Problem to work on: Where the records below show a line containing "first match wins.", start copying; end with the line containing "across filesystems. Unreadable", and copy it too.

Task inputs:

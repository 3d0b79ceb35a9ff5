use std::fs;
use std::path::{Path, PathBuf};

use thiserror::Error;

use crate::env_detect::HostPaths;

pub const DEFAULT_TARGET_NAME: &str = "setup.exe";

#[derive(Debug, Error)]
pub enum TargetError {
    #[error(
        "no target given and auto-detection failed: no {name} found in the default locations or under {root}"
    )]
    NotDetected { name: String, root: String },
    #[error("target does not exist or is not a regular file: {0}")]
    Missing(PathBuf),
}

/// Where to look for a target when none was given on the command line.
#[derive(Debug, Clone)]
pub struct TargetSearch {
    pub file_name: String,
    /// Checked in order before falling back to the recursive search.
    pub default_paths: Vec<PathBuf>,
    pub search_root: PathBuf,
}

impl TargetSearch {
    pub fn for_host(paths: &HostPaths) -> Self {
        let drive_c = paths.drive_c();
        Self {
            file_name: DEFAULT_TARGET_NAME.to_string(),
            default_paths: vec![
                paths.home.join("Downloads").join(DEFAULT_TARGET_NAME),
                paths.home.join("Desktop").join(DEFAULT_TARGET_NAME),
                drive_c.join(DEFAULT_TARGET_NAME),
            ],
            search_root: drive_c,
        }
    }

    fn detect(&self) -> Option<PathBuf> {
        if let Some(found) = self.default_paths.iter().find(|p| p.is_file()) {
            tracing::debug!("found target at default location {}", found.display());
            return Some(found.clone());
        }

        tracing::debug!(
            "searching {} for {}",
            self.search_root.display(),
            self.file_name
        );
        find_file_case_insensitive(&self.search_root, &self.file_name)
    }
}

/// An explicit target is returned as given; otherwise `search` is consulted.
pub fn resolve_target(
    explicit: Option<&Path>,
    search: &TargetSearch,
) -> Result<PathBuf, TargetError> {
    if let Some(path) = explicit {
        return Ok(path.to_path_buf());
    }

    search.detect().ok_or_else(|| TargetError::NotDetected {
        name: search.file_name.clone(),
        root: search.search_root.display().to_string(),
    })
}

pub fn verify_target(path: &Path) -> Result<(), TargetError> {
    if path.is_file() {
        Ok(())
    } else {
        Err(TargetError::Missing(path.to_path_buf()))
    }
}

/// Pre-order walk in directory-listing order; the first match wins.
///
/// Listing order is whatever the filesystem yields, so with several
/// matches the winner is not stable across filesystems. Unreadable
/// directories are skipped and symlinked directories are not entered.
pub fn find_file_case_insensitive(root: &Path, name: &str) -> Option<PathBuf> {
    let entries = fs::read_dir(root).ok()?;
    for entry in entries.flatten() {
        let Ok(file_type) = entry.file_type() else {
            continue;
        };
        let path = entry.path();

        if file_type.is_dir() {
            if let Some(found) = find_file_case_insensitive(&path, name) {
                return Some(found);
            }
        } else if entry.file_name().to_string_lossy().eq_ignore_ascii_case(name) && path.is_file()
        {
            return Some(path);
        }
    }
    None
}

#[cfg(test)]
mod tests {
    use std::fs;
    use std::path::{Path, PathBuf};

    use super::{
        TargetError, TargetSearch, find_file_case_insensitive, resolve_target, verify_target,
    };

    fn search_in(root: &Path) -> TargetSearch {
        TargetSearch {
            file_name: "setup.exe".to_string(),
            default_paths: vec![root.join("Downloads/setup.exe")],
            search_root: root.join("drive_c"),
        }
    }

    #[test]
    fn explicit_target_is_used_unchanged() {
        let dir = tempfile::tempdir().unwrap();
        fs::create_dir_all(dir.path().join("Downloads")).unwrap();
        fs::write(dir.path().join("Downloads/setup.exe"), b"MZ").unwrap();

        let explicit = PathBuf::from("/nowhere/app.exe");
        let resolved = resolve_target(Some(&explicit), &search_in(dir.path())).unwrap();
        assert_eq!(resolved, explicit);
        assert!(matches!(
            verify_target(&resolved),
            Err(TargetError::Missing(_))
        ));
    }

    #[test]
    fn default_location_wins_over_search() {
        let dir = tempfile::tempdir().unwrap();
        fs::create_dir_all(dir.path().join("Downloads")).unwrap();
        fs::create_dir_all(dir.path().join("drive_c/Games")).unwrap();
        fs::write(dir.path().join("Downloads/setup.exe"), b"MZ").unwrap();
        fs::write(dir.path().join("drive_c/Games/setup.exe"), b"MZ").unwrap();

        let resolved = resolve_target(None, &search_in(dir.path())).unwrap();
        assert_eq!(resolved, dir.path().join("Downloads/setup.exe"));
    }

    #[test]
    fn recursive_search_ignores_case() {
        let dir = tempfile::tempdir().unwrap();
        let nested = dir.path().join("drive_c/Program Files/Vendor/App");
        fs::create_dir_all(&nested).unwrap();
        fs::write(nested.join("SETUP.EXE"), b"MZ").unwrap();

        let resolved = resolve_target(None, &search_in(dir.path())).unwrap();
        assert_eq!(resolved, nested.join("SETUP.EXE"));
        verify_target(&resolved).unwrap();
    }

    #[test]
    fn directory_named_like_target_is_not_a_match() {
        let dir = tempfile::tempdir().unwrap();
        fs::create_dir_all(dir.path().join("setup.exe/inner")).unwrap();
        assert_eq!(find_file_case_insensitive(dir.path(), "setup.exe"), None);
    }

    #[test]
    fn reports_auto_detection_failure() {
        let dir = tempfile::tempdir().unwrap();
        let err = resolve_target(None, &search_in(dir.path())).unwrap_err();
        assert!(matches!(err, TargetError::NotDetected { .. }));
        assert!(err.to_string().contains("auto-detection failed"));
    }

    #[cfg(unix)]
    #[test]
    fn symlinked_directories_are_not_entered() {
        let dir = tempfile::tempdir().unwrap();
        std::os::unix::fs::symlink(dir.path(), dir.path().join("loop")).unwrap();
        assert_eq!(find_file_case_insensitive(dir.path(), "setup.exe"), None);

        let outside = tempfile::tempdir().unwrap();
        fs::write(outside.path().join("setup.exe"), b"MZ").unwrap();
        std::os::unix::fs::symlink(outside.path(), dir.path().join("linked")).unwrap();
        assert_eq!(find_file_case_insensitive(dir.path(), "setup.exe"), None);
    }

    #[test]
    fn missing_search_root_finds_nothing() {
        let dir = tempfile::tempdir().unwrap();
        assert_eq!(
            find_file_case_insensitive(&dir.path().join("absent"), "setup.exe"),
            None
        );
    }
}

Output for this exercise:
/// Pre-order walk in directory-listing order; the first match wins.
///
/// Listing order is whatever the filesystem yields, so with several
/// matches the winner is not stable across filesystems. Unreadable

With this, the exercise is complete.